Lesson 3: Sampling and Monte Carlo Estimation

Where this fits

In lesson 1 you learned that expectation is a weighted sum over all possible outcomes. That works perfectly when there are three object types or six dice faces. It becomes completely impossible when there are millions of possible game trajectories, or when the quantity you want to average does not have a tidy formula. Monte Carlo estimation is how you compute expectations when direct computation is hopeless. MCTS, MCCFR, and the REINFORCE policy gradient estimator are all, at their core, Monte Carlo estimation with extra structure on top. This lesson is where those algorithms get their conceptual foundation.

The problem: some expectations cannot be computed directly

Consider a simple version of an SSA planning problem. You are deciding whether to maneuver a satellite now or wait. The outcome depends on:

  • Whether an approaching RSO turns out to be debris or an active satellite (two possibilities)
  • What orbital regime it settles into after the next atmospheric drag update (many possibilities)
  • What other operators in the region decide to do (unknown)
  • Small stochastic perturbations from solar radiation pressure (continuous, infinite possibilities)

The exact expected cost of maneuvering versus not maneuvering involves averaging over all combinations of these factors. If each factor has only 10 possible values, you have 10 × 10 × 10 × 10 = 10,000 combinations to sum over. With 20 factors, you have 10^20 combinations, which is more than the number of atoms in a gram of carbon. With continuous values, it is literally infinite.

In game theory the situation is similar. A chess game has roughly 10^120 possible game states. Computing the exact expected value of a move by summing over all of them is not possible in any practical sense.

Monte Carlo estimation is the answer: instead of summing over all possibilities, you draw a random sample, compute the quantity for that sample, and repeat. The average of many samples is a reliable estimate of the true expectation.

The core idea: sampling and averaging

Here is the key insight, stated plainly:

If you cannot enumerate all outcomes, simulate some of them and average the results.

The average of your simulated outcomes will be close to the true expectation. The more samples you take, the closer it will be.

Let us see this concretely with a simple SSA-flavored example before we look at any formulas.

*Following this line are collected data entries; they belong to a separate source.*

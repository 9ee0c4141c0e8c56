//! Integration tests for the GitHub page source and full runs against it.
//!
//! A wiremock server stands in for the REST API, so these tests exercise
//! real HTTP, real `Link` headers and the real status-code mapping.

use serde_json::json;
use wiremock::matchers::{header, method, path, query_param};
use wiremock::{Mock, MockServer, ResponseTemplate};

use quarterlog::changelog::{self, LinkStyle};
use quarterlog::core::window::{Quarter, Window};
use quarterlog::forge::github::GitHubForge;
use quarterlog::forge::{ForgeError, PageSource, PaginationStop, RepoEndpoints};

const TOKEN: &str = "tok";

fn q2_2024() -> Window {
    Quarter::new(2024, 2).unwrap().window().unwrap()
}

fn endpoints(server: &MockServer) -> RepoEndpoints {
    RepoEndpoints::new(server.uri(), "o/r".parse().unwrap())
}

fn pr(number: u64, title: &str, sha: &str, merged_at: Option<&str>) -> serde_json::Value {
    json!({
        "number": number,
        "title": title,
        "html_url": format!("https://github.com/o/r/pull/{}", number),
        "merge_commit_sha": sha,
        "merged_at": merged_at,
    })
}

fn commit(sha: &str, message: &str, date: &str) -> serde_json::Value {
    json!({
        "sha": sha,
        "html_url": format!("https://github.com/o/r/commit/{}", sha),
        "commit": {"message": message, "committer": {"date": date}},
    })
}

/// A quarter with two pages of pull requests, three commits in the window,
/// one of which is a collected merge commit and one of which belongs to a
/// pull request merged elsewhere.
async fn mount_quarter(server: &MockServer) {
    let page_two = format!("{}/repositories/7/pulls?state=closed&page=2", server.uri());
    let link = format!(
        "<{page_two}>; rel=\"next\", <{page_two}>; rel=\"last\"",
        page_two = page_two
    );

    Mock::given(method("GET"))
        .and(path("/repos/o/r/pulls"))
        .and(query_param("state", "closed"))
        .and(header("authorization", "Bearer tok"))
        .respond_with(
            ResponseTemplate::new(200)
                .insert_header("Link", link.as_str())
                .set_body_json(json!([
                    pr(3, "Fix crash on empty input", "cccc333", Some("2024-06-30T23:00:00Z")),
                    pr(2, "Abandoned idea", "bbbb222", None),
                ])),
        )
        .expect(1)
        .mount(server)
        .await;

    Mock::given(method("GET"))
        .and(path("/repositories/7/pulls"))
        .and(query_param("page", "2"))
        .and(header("authorization", "Bearer tok"))
        .respond_with(ResponseTemplate::new(200).set_body_json(json!([
            pr(1, "Add importer", "aaaa111", Some("2024-04-05T12:00:00Z")),
            pr(4, "Next quarter work", "dddd444", Some("2024-07-02T00:00:00Z")),
        ])))
        .expect(1)
        .mount(server)
        .await;

    Mock::given(method("GET"))
        .and(path("/repos/o/r/commits"))
        .and(query_param("since", "2024-04-01T00:00:00Z"))
        .and(query_param("until", "2024-07-01T00:00:00Z"))
        .respond_with(ResponseTemplate::new(200).set_body_json(json!([
            commit("aaaa111", "Add importer (#1)", "2024-04-05T12:00:00Z"),
            commit("c0ffee1234", "Tidy docs\n\nLonger body text", "2024-05-10T08:30:00Z"),
            commit("feed123456", "Part of a release branch", "2024-05-20T00:00:00Z"),
        ])))
        .expect(1)
        .mount(server)
        .await;

    Mock::given(method("GET"))
        .and(path("/repos/o/r/commits/c0ffee1234/pulls"))
        .respond_with(ResponseTemplate::new(200).set_body_json(json!([])))
        .expect(1)
        .mount(server)
        .await;

    Mock::given(method("GET"))
        .and(path("/repos/o/r/commits/feed123456/pulls"))
        .respond_with(ResponseTemplate::new(200).set_body_json(json!([{"number": 9}])))
        .expect(1)
        .mount(server)
        .await;

    Mock::given(method("GET"))
        .and(path("/repos/o/r/commits/aaaa111/pulls"))
        .respond_with(ResponseTemplate::new(200).set_body_json(json!([])))
        .expect(0)
        .mount(server)
        .await;
}

const EXPECTED: &str = "\
- Add importer ([#1](https://github.com/o/r/pull/1))

- Tidy docs ([commit c0ffee1](https://github.com/o/r/commit/c0ffee1234))

- Fix crash on empty input ([#3](https://github.com/o/r/pull/3))

";

mod page_source {
    use super::*;

    #[tokio::test]
    async fn sends_github_headers_and_returns_link() {
        let server = MockServer::start().await;
        Mock::given(method("GET"))
            .and(path("/repos/o/r/pulls"))
            .and(header("authorization", "Bearer tok"))
            .and(header("accept", "application/vnd.github+json"))
            .and(header("user-agent", "quarterlog-test"))
            .and(header("x-github-api-version", "2022-11-28"))
            .respond_with(
                ResponseTemplate::new(200)
                    .insert_header("Link", "<https://next.test/p2>; rel=\"next\"")
                    .set_body_string("[]"),
            )
            .expect(1)
            .mount(&server)
            .await;

        let forge = GitHubForge::new(Some(TOKEN.into())).with_user_agent("quarterlog-test");
        let page = forge
            .get_page(&format!("{}/repos/o/r/pulls", server.uri()))
            .await
            .unwrap();

        assert_eq!(page.body, b"[]");
        assert_eq!(
            page.link.as_deref(),
            Some("<https://next.test/p2>; rel=\"next\"")
        );
    }

    #[tokio::test]
    async fn anonymous_requests_carry_no_authorization() {
        let server = MockServer::start().await;
        Mock::given(method("GET"))
            .and(path("/x"))
            .respond_with(ResponseTemplate::new(200).set_body_string("[]"))
            .mount(&server)
            .await;

        let forge = GitHubForge::new(None);
        forge.get_page(&format!("{}/x", server.uri())).await.unwrap();

        let requests = server.received_requests().await.unwrap();
        assert_eq!(requests.len(), 1);
        assert!(requests[0].headers.get("authorization").is_none());
    }

    #[tokio::test]
    async fn status_codes_map_to_errors() {
        let server = MockServer::start().await;
        Mock::given(path("/unauthorized"))
            .respond_with(ResponseTemplate::new(401))
            .mount(&server)
            .await;
        Mock::given(path("/exhausted"))
            .respond_with(
                ResponseTemplate::new(403)
                    .insert_header("X-RateLimit-Remaining", "0")
                    .set_body_json(json!({"message": "API rate limit exceeded"})),
            )
            .mount(&server)
            .await;
        Mock::given(path("/forbidden"))
            .respond_with(
                ResponseTemplate::new(403).set_body_json(json!({"message": "Resource not accessible"})),
            )
            .mount(&server)
            .await;
        Mock::given(path("/missing"))
            .respond_with(ResponseTemplate::new(404).set_body_json(json!({"message": "Not Found"})))
            .mount(&server)
            .await;
        Mock::given(path("/slow-down"))
            .respond_with(ResponseTemplate::new(429))
            .mount(&server)
            .await;
        Mock::given(path("/broken"))
            .respond_with(ResponseTemplate::new(502).set_body_string("bad gateway"))
            .mount(&server)
            .await;

        let forge = GitHubForge::new(None);
        let get = |p: &str| {
            let url = format!("{}{}", server.uri(), p);
            let forge = forge.clone();
            async move { forge.get_page(&url).await.unwrap_err() }
        };

        assert!(matches!(get("/unauthorized").await, ForgeError::AuthFailed(_)));
        assert!(matches!(get("/exhausted").await, ForgeError::RateLimited));
        match get("/forbidden").await {
            ForgeError::AuthFailed(msg) => assert!(msg.contains("Resource not accessible")),
            other => panic!("unexpected error: {:?}", other),
        }
        assert!(matches!(get("/missing").await, ForgeError::NotFound(_)));
        assert!(matches!(get("/slow-down").await, ForgeError::RateLimited));
        assert!(matches!(
            get("/broken").await,
            ForgeError::ApiError { status: 502, .. }
        ));
    }

    #[tokio::test]
    async fn unreachable_host_is_network_error() {
        let server = MockServer::start().await;
        let url = format!("{}/gone", server.uri());
        drop(server);

        let err = GitHubForge::new(None).get_page(&url).await.unwrap_err();
        assert!(matches!(err, ForgeError::NetworkError(_)));
    }
}

mod full_run {
    use super::*;

    #[tokio::test]
    async fn follows_pages_and_dedupes_commits() {
        let server = MockServer::start().await;
        mount_quarter(&server).await;

        let forge = GitHubForge::new(Some(TOKEN.into()));
        let report = changelog::generate(&forge, &endpoints(&server), &q2_2024(), LinkStyle::Plain)
            .await
            .unwrap();

        assert_eq!(report.render(), EXPECTED);
        assert_eq!(report.pull_request_entries, 2);
        assert_eq!(report.commit_entries, 1);
        assert_eq!(report.commits_with_pulls, 1);

        // Both listings ended on a page without a next link.
        assert_eq!(report.diagnostics.len(), 2);
        assert!(report
            .diagnostics
            .iter()
            .all(|d| matches!(d.reason, PaginationStop::NoNextLink { .. })));
    }

    #[tokio::test]
    async fn small_links_wrap_reference_group() {
        let server = MockServer::start().await;
        mount_quarter(&server).await;

        let forge = GitHubForge::new(Some(TOKEN.into()));
        let report = changelog::generate(&forge, &endpoints(&server), &q2_2024(), LinkStyle::Small)
            .await
            .unwrap();

        assert!(report
            .render()
            .starts_with("- Add importer <small>([#1](https://github.com/o/r/pull/1))</small>\n\n"));
    }

    #[tokio::test]
    async fn server_error_on_commit_listing_is_fatal() {
        let server = MockServer::start().await;
        Mock::given(path("/repos/o/r/pulls"))
            .respond_with(ResponseTemplate::new(200).set_body_json(json!([])))
            .mount(&server)
            .await;
        Mock::given(path("/repos/o/r/commits"))
            .respond_with(ResponseTemplate::new(500))
            .mount(&server)
            .await;

        let forge = GitHubForge::new(None);
        let err = changelog::generate(&forge, &endpoints(&server), &q2_2024(), LinkStyle::Plain)
            .await
            .unwrap_err();
        assert!(matches!(err, ForgeError::ApiError { status: 500, .. }));
    }

    #[tokio::test]
    async fn undecodable_page_is_fatal() {
        let server = MockServer::start().await;
        Mock::given(path("/repos/o/r/pulls"))
            .respond_with(ResponseTemplate::new(200).set_body_string("not json"))
            .mount(&server)
            .await;

        let forge = GitHubForge::new(None);
        let err = changelog::generate(&forge, &endpoints(&server), &q2_2024(), LinkStyle::Plain)
            .await
            .unwrap_err();
        assert!(matches!(err, ForgeError::Decode { .. }));
    }
}

mod cli {
    use super::*;
    use assert_cmd::Command;
    use predicates::prelude::*;
    use std::path::Path;
    use tempfile::TempDir;

    fn workspace(api_base: &str) -> TempDir {
        let dir = TempDir::new().unwrap();
        std::fs::write(dir.path().join("global.toml"), "").unwrap();
        std::fs::write(
            dir.path().join("quarterlog.toml"),
            format!("repo = \"o/r\"\napi_base = \"{}\"\n", api_base),
        )
        .unwrap();
        std::fs::write(dir.path().join("access_token.txt"), format!("{}\n", TOKEN)).unwrap();
        dir
    }

    fn quarterlog(dir: &Path) -> Command {
        let mut cmd = Command::cargo_bin("quarterlog").unwrap();
        cmd.env_remove("RUST_LOG")
            .arg("--cwd")
            .arg(dir)
            .arg("--config")
            .arg(dir.join("global.toml"));
        cmd
    }

    #[tokio::test(flavor = "multi_thread")]
    async fn generate_writes_output_file() {
        let server = MockServer::start().await;
        mount_quarter(&server).await;
        let dir = workspace(&server.uri());
        let root = dir.path().to_path_buf();

        tokio::task::spawn_blocking(move || {
            quarterlog(&root)
                .args(["generate", "--quarter", "2024-Q2"])
                .assert()
                .success()
                .stdout(predicate::str::contains("Wrote 3 entries"));
        })
        .await
        .unwrap();

        let written = std::fs::read_to_string(dir.path().join("output.md")).unwrap();
        assert_eq!(written, EXPECTED);
        assert!(!dir.path().join("output.md.tmp").exists());
    }

    #[tokio::test(flavor = "multi_thread")]
    async fn generate_to_stdout() {
        let server = MockServer::start().await;
        mount_quarter(&server).await;
        let dir = workspace(&server.uri());
        let root = dir.path().to_path_buf();

        tokio::task::spawn_blocking(move || {
            quarterlog(&root)
                .args(["generate", "--quarter", "2024-Q2", "-o", "-"])
                .assert()
                .success()
                .stdout(EXPECTED);
        })
        .await
        .unwrap();

        assert!(!dir.path().join("output.md").exists());
    }

    #[tokio::test(flavor = "multi_thread")]
    async fn failed_run_leaves_no_output() {
        let server = MockServer::start().await;
        Mock::given(path("/repos/o/r/pulls"))
            .respond_with(ResponseTemplate::new(500))
            .mount(&server)
            .await;
        let dir = workspace(&server.uri());
        std::fs::write(dir.path().join("output.md"), "previous run\n").unwrap();
        let root = dir.path().to_path_buf();

        tokio::task::spawn_blocking(move || {
            quarterlog(&root)
                .args(["generate", "--quarter", "2024-Q2"])
                .assert()
                .failure()
                .stderr(predicate::str::contains("failed to collect changes for o/r"))
                .stderr(predicate::str::contains("500"));
        })
        .await
        .unwrap();

        let kept = std::fs::read_to_string(dir.path().join("output.md")).unwrap();
        assert_eq!(kept, "previous run\n");
    }
}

Scenario: Your satellite is about to pass through a debris field. You estimate there is a 30% chance of a collision with a piece of debris large enough to cause damage. If there is a collision, the mission cost is 1,000 (arbitrary units). If there is no collision, the cost is 0.

The expected cost is straightforward here: 0.30 × 1,000 + 0.70 × 0 = 300. You can compute it directly.

But suppose you did not know how to compute it directly, and instead you simulated 10 passes through the debris field:

  • Pass 1: no collision (cost 0)
  • Pass 2: no collision (cost 0)
  • Pass 3: collision (cost 1,000)
  • Pass 4: no collision (cost 0)
  • Pass 5: no collision (cost 0)
  • Pass 6: no collision (cost 0)
  • Pass 7: collision (cost 1,000)
  • Pass 8: no collision (cost 0)
  • Pass 9: no collision (cost 0)
  • Pass 10: no collision (cost 0)

Average cost: (0 + 0 + 1000 + 0 + 0 + 0 + 1000 + 0 + 0 + 0) / 10 = 2000 / 10 = 200.

That is not exactly 300, but it is in the right ballpark. With 10 samples, you got 2 collisions instead of the "expected" 3. With 1,000 samples you would typically get something much closer to 300.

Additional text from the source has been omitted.